Para los salvadoreños en el exterior, este incendio refleja los riesgos persistentes en sus comunidades de origen, donde la pobreza impulsa prácticas peligrosas. Muchos envían remesas para apoyar a familias en zonas vulnerables, pero eventos como este generan llamados a reformas en seguridad urbana y empleo formal. Organizaciones ambientales exigen prohibir la quema informal y promover programas de reciclaje seguro para reducir contaminación y tragedias.
La Alcaldía de San Salvador anunció inspecciones técnicas para evaluar daños estructurales y riesgos de colapso. Mientras, la Fiscalía analiza si el incendio fue intencional o accidental.
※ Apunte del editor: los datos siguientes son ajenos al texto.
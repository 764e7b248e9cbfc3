//! Address allocation behind the delegation endpoint.
//!
//! The dispatcher never tracks addresses itself. For every request it asks an
//! [`AllocatorFactory`] for a short-lived [`IpAllocator`] bound to the range
//! set of the requested scope, and all allocation state lives in the shared
//! [`Store`](store::Store) behind that factory.

use std::net::IpAddr;
use std::sync::Arc;

use async_trait::async_trait;
use ipnet::{IpAddrRange, IpNet, Ipv4AddrRange, Ipv6AddrRange};
use serde::{Deserialize, Serialize};
use thiserror::Error;
use tokio::sync::Mutex;

use crate::protocol::ContainerKey;
use crate::types::IpConfig;

pub mod disk;
pub mod range;
pub mod store;

pub use disk::DiskStore;
pub use range::RangeAllocator;
pub use store::{MemoryStore, Store, StoreError};

#[async_trait]
pub trait IpAllocator: Send + Sync {
    /// Allocate an address for `key`. With `requested` set exactly that
    /// address is reserved, otherwise the first free one is taken.
    async fn get(
        &self,
        key: &ContainerKey,
        requested: Option<IpAddr>,
    ) -> Result<IpConfig, AllocationError>;

    /// Release everything held by `key`.
    ///
    /// Fails with [`AllocationError::NotAllocated`] when `key` holds nothing.
    async fn release(&self, key: &ContainerKey) -> Result<(), AllocationError>;
}

/// Produces one allocator per request.
pub trait AllocatorFactory: Send + Sync + 'static {
    type Allocator: IpAllocator;

    fn allocator(&self, ranges: &RangeSet) -> Self::Allocator;
}

/// Hands out [`RangeAllocator`]s that all share one store and one lock.
#[derive(Clone)]
pub struct StoreAllocatorFactory {
    store: Arc<dyn Store>,
    lock: Arc<Mutex<()>>,
}

impl StoreAllocatorFactory {
    pub fn new(store: Arc<dyn Store>) -> Self {
        Self {
            store,
            lock: Arc::new(Mutex::new(())),
        }
    }
}

impl AllocatorFactory for StoreAllocatorFactory {
    type Allocator = RangeAllocator;

    fn allocator(&self, ranges: &RangeSet) -> RangeAllocator {
        RangeAllocator::new(
            ranges.clone(),
            Arc::clone(&self.store),
            Arc::clone(&self.lock),
        )
    }
}

/// The ranges one scope allocates from, tried in order.
pub type RangeSet = Vec<Range>;

/// One subnet, optionally narrowed to `rangeStart..=rangeEnd`.
#[derive(Debug, Clone, PartialEq, Eq, Serialize, Deserialize)]
#[serde(rename_all = "camelCase")]
pub struct Range {
    pub subnet: IpNet,
    #[serde(default, skip_serializing_if = "Option::is_none")]
    pub range_start: Option<IpAddr>,
    #[serde(default, skip_serializing_if = "Option::is_none")]
    pub range_end: Option<IpAddr>,
    #[serde(default, skip_serializing_if = "Option::is_none")]
    pub gateway: Option<IpAddr>,
}

impl Range {
    pub fn new(subnet: IpNet) -> Self {
        Self {
            subnet,
            range_start: None,
            range_end: None,
            gateway: None,
        }
    }

    /// Check that the bounds and gateway belong to the subnet.
    pub fn validate(&self) -> Result<(), AllocationError> {
        self.bounds()?;
        if let Some(gateway) = self.gateway {
            if !self.subnet.contains(&gateway) {
                return Err(self.invalid(format!("gateway {gateway} outside of subnet")));
            }
        }
        Ok(())
    }

    pub fn contains(&self, ip: IpAddr) -> bool {
        match self.bounds() {
            Ok((start, end)) => {
                start <= ip && ip <= end && self.subnet.contains(&ip) && self.is_assignable(ip)
            }
            Err(_) => false,
        }
    }

    /// Addresses that may be handed out, in ascending order.
    pub fn candidates(&self) -> Result<impl Iterator<Item = IpAddr> + '_, AllocationError> {
        let (start, end) = self.bounds()?;
        let addrs = match (start, end) {
            (IpAddr::V4(start), IpAddr::V4(end)) => IpAddrRange::from(Ipv4AddrRange::new(start, end)),
            (IpAddr::V6(start), IpAddr::V6(end)) => IpAddrRange::from(Ipv6AddrRange::new(start, end)),
            _ => return Err(self.invalid("mixed address families".into())),
        };
        Ok(addrs.filter(move |ip| self.is_assignable(*ip)))
    }

    /// The result entry for `ip`, which must lie in this range.
    pub fn ip_config(&self, ip: IpAddr) -> Result<IpConfig, AllocationError> {
        let address = IpNet::new(ip, self.subnet.prefix_len())
            .map_err(|e| self.invalid(e.to_string()))?;
        Ok(IpConfig::new(address, self.gateway))
    }

    fn is_assignable(&self, ip: IpAddr) -> bool {
        if Some(ip) == self.gateway || ip == self.subnet.network() {
            return false;
        }
        match self.subnet {
            IpNet::V4(net) if net.prefix_len() < 31 => ip != IpAddr::V4(net.broadcast()),
            _ => true,
        }
    }

    fn bounds(&self) -> Result<(IpAddr, IpAddr), AllocationError> {
        let mut hosts = self.subnet.hosts();
        let first = hosts
            .next()
            .ok_or_else(|| self.invalid("subnet has no host addresses".into()))?;
        let last = hosts.next_back().unwrap_or(first);

        let start = self.range_start.unwrap_or(first);
        let end = self.range_end.unwrap_or(last);
        if !self.subnet.contains(&start) {
            return Err(self.invalid(format!("rangeStart {start} outside of subnet")));
        }
        if !self.subnet.contains(&end) {
            return Err(self.invalid(format!("rangeEnd {end} outside of subnet")));
        }
        if start > end {
            return Err(self.invalid(format!("rangeStart {start} after rangeEnd {end}")));
        }
        Ok((start, end))
    }

    fn invalid(&self, reason: String) -> AllocationError {
        AllocationError::InvalidRange {
            subnet: self.subnet,
            reason,
        }
    }
}

#[derive(Debug, Error)]
pub enum AllocationError {
    #[error("no free addresses left in range set")]
    Exhausted,
    #[error("requested address {0} is not in any configured range")]
    NotInRange(IpAddr),
    #[error("requested address {0} is already allocated")]
    AlreadyAllocated(IpAddr),
    #[error("no address is allocated to {0}")]
    NotAllocated(ContainerKey),
    #[error("invalid range {subnet}: {reason}")]
    InvalidRange { subnet: IpNet, reason: String },
    #[error(transparent)]
    Store(#[from] StoreError),
}

#[cfg(test)]
mod tests {
    use super::*;

    fn range(subnet: &str) -> Range {
        Range::new(subnet.parse().unwrap())
    }

    #[test]
    fn candidates_skip_network_broadcast_and_gateway() {
        let mut r = range("10.0.0.0/29");
        r.gateway = Some("10.0.0.1".parse().unwrap());

        let ips: Vec<IpAddr> = r.candidates().unwrap().collect();
        let expected: Vec<IpAddr> = ["10.0.0.2", "10.0.0.3", "10.0.0.4", "10.0.0.5", "10.0.0.6"]
            .iter()
            .map(|s| s.parse().unwrap())
            .collect();
        assert_eq!(ips, expected);
    }

    #[test]
    fn candidates_honour_start_and_end() {
        let mut r = range("192.168.1.0/24");
        r.range_start = Some("192.168.1.100".parse().unwrap());
        r.range_end = Some("192.168.1.102".parse().unwrap());

        let ips: Vec<String> = r.candidates().unwrap().map(|ip| ip.to_string()).collect();
        assert_eq!(ips, vec!["192.168.1.100", "192.168.1.101", "192.168.1.102"]);
        assert!(r.contains("192.168.1.101".parse().unwrap()));
        assert!(!r.contains("192.168.1.99".parse().unwrap()));
    }

    #[test]
    fn explicit_range_end_never_hands_out_broadcast() {
        let mut r = range("10.0.0.0/24");
        r.range_start = Some("10.0.0.254".parse().unwrap());
        r.range_end = Some("10.0.0.255".parse().unwrap());
        assert!(r.validate().is_ok());

        let ips: Vec<String> = r.candidates().unwrap().map(|ip| ip.to_string()).collect();
        assert_eq!(ips, vec!["10.0.0.254"]);
        assert!(!r.contains("10.0.0.255".parse().unwrap()));
    }

    #[test]
    fn ipv6_candidates_skip_subnet_router_address() {
        let r = range("fd00::/126");
        let first = r.candidates().unwrap().next().unwrap();
        assert_eq!(first, "fd00::1".parse::<IpAddr>().unwrap());
    }

    #[test]
    fn validate_rejects_bounds_outside_subnet() {
        let mut r = range("10.0.0.0/24");
        r.range_start = Some("10.0.1.5".parse().unwrap());
        assert!(matches!(r.validate(), Err(AllocationError::InvalidRange { .. })));

        let mut r = range("10.0.0.0/24");
        r.range_start = Some("10.0.0.20".parse().unwrap());
        r.range_end = Some("10.0.0.10".parse().unwrap());
        assert!(r.validate().is_err());

        let mut r = range("10.0.0.0/24");
        r.gateway = Some("10.9.9.9".parse().unwrap());
        assert!(r.validate().is_err());
    }

    #[test]
    fn ip_config_uses_subnet_prefix() {
        let mut r = range("10.0.0.0/24");
        r.gateway = Some("10.0.0.1".parse().unwrap());

        let config = r.ip_config("10.0.0.7".parse().unwrap()).unwrap();
        assert_eq!(config.version, "4");
        assert_eq!(config.address.to_string(), "10.0.0.7/24");
        assert_eq!(config.gateway, r.gateway);
    }

    #[test]
    fn range_set_decodes_camel_case() {
        let json = r#"[{"subnet": "10.0.0.0/24", "rangeStart": "10.0.0.10", "gateway": "10.0.0.1"}]"#;
        let set: RangeSet = serde_json::from_str(json).unwrap();
        assert_eq!(set[0].range_start, Some("10.0.0.10".parse().unwrap()));
        assert_eq!(set[0].range_end, None);
    }
}
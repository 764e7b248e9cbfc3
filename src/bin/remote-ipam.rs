//! IPAM plugin that delegates to a remote `remote-ipamd`.

use std::env;
use std::io::Read;
use std::process::ExitCode;

use log::error;

use remote_ipam::client::Delegator;
use remote_ipam::plugin::{self, PluginError, ENV_COMMAND, ENV_CONTAINER_ID};

#[tokio::main(flavor = "current_thread")]
async fn main() -> ExitCode {
    // Logs go to stderr, stdout is reserved for the result.
    env_logger::init();

    let mut stdin = Vec::new();
    if let Err(e) = std::io::stdin().read_to_end(&mut stdin) {
        error!("Failed to read network configuration: {}", e);
        return ExitCode::FAILURE;
    }

    let outcome = match env::var(ENV_COMMAND) {
        Ok(command) => match Delegator::new() {
            Ok(delegator) => {
                let container_id = env::var(ENV_CONTAINER_ID).ok();
                plugin::run(&command, container_id.as_deref(), &stdin, &delegator).await
            }
            Err(e) => Err(e.into()),
        },
        Err(_) => Err(PluginError::MissingEnv(ENV_COMMAND)),
    };

    match outcome {
        Ok(Some(output)) => {
            println!("{output}");
            ExitCode::SUCCESS
        }
        Ok(None) => ExitCode::SUCCESS,
        Err(e) => {
            error!("{}", e);
            println!("{}", plugin::error_output(&e, &stdin));
            ExitCode::FAILURE
        }
    }
}
//! Spin sequence sources.
//!
//! Defines the `SpinSource` trait with two implementations: a JSON spin
//! file of recorded outcomes and a seeded wheel generator. The file
//! format is one record per spin with the columns `"Red Bet Win"`,
//! `"Black Bet Win"`, `"Even Bet Win"` and `"Odd Bet Win"`, each `0/1` or
//! `true/false`, plus an optional informational `"Number"`.

pub mod wheel;

use anyhow::{Context, Result};
use serde::{Deserialize, Serialize};
use std::path::{Path, PathBuf};
use tracing::info;

use crate::types::{SimError, SpinOutcome};
use wheel::Pocket;

const RED_FIELD: &str = "Red Bet Win";
const BLACK_FIELD: &str = "Black Bet Win";
const EVEN_FIELD: &str = "Even Bet Win";
const ODD_FIELD: &str = "Odd Bet Win";

/// Anything that can hand the simulators an ordered spin sequence.
pub trait SpinSource {
    /// Human-readable description for logging.
    fn name(&self) -> String;

    fn spins(&mut self) -> Result<Vec<SpinOutcome>>;
}

// ---------------------------------------------------------------------------
// On-disk record
// ---------------------------------------------------------------------------

/// A win flag as it appears in recorded data.
#[derive(Debug, Clone, PartialEq, Serialize, Deserialize)]
#[serde(untagged)]
pub enum Flag {
    Bool(bool),
    Int(i64),
}

impl Flag {
    fn to_bool(&self, index: usize, field: &'static str) -> Result<bool, SimError> {
        match self {
            Flag::Bool(b) => Ok(*b),
            Flag::Int(1) => Ok(true),
            Flag::Int(0) => Ok(false),
            Flag::Int(other) => Err(SimError::MalformedField {
                index,
                field,
                value: other.to_string(),
            }),
        }
    }
}

impl From<bool> for Flag {
    fn from(won: bool) -> Self {
        Flag::Int(i64::from(won))
    }
}

/// One row of a spin file.
///
/// Flags are optional at the serde level so a missing column can be
/// reported with the record index instead of a generic parse error.
#[derive(Debug, Clone, Default, Serialize, Deserialize)]
pub struct SpinRecord {
    #[serde(rename = "Number", default, skip_serializing_if = "Option::is_none")]
    pub number: Option<serde_json::Value>,
    #[serde(rename = "Red Bet Win", default)]
    pub red: Option<Flag>,
    #[serde(rename = "Black Bet Win", default)]
    pub black: Option<Flag>,
    #[serde(rename = "Even Bet Win", default)]
    pub even: Option<Flag>,
    #[serde(rename = "Odd Bet Win", default)]
    pub odd: Option<Flag>,
}

impl SpinRecord {
    /// Convert to an outcome, failing fast on a missing or malformed flag.
    pub fn to_outcome(&self, index: usize) -> Result<SpinOutcome, SimError> {
        let flag = |value: &Option<Flag>, field: &'static str| -> Result<bool, SimError> {
            value
                .as_ref()
                .ok_or(SimError::MissingField { index, field })?
                .to_bool(index, field)
        };

        Ok(SpinOutcome {
            red: flag(&self.red, RED_FIELD)?,
            black: flag(&self.black, BLACK_FIELD)?,
            even: flag(&self.even, EVEN_FIELD)?,
            odd: flag(&self.odd, ODD_FIELD)?,
        })
    }

    pub fn from_pocket(pocket: Pocket) -> Self {
        let outcome = pocket.outcome();
        Self {
            number: Some(serde_json::Value::String(pocket.to_string())),
            red: Some(outcome.red.into()),
            black: Some(outcome.black.into()),
            even: Some(outcome.even.into()),
            odd: Some(outcome.odd.into()),
        }
    }
}

// ---------------------------------------------------------------------------
// Parsing and file IO
// ---------------------------------------------------------------------------

/// Parse a JSON array of spin records.
pub fn parse_spins(json: &str) -> Result<Vec<SpinOutcome>> {
    let records: Vec<SpinRecord> =
        serde_json::from_str(json).context("Failed to parse spin records")?;
    let spins = records
        .iter()
        .enumerate()
        .map(|(i, r)| r.to_outcome(i))
        .collect::<Result<Vec<_>, _>>()?;
    Ok(spins)
}

/// Load spins from a JSON file.
pub fn load_spins(path: &Path) -> Result<Vec<SpinOutcome>> {
    let json = std::fs::read_to_string(path)
        .with_context(|| format!("Failed to read spin file: {}", path.display()))?;
    let spins = parse_spins(&json)
        .with_context(|| format!("Invalid spin file: {}", path.display()))?;
    info!(path = %path.display(), spins = spins.len(), "Spins loaded");
    Ok(spins)
}

/// Write spin records as a JSON array (used to produce input fixtures).
pub fn save_spins(path: &Path, records: &[SpinRecord]) -> Result<()> {
    let json = serde_json::to_string_pretty(records).context("Failed to serialise spins")?;
    std::fs::write(path, json)
        .with_context(|| format!("Failed to write spin file: {}", path.display()))?;
    info!(path = %path.display(), spins = records.len(), "Spins saved");
    Ok(())
}

/// Recorded spins read from a JSON file.
pub struct SpinFile {
    path: PathBuf,
}

impl SpinFile {
    pub fn new(path: impl Into<PathBuf>) -> Self {
        Self { path: path.into() }
    }
}

impl SpinSource for SpinFile {
    fn name(&self) -> String {
        self.path.display().to_string()
    }

    fn spins(&mut self) -> Result<Vec<SpinOutcome>> {
        load_spins(&self.path)
    }
}

// ---------------------------------------------------------------------------
// Tests
// ---------------------------------------------------------------------------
La diáspora puede apoyar exigiendo políticas públicas que protejan a comunidades en riesgo y promuevan alternativas económicas seguras.
«El incendio en el Centro Histórico ha sido controlado gracias al trabajo de @BomberosSV y @PROCIVILSV . Estaremos brindando información actualizada en el transcurso de las próximas horas», dio a conocer el alcalde de San Salvador, Mario Durán.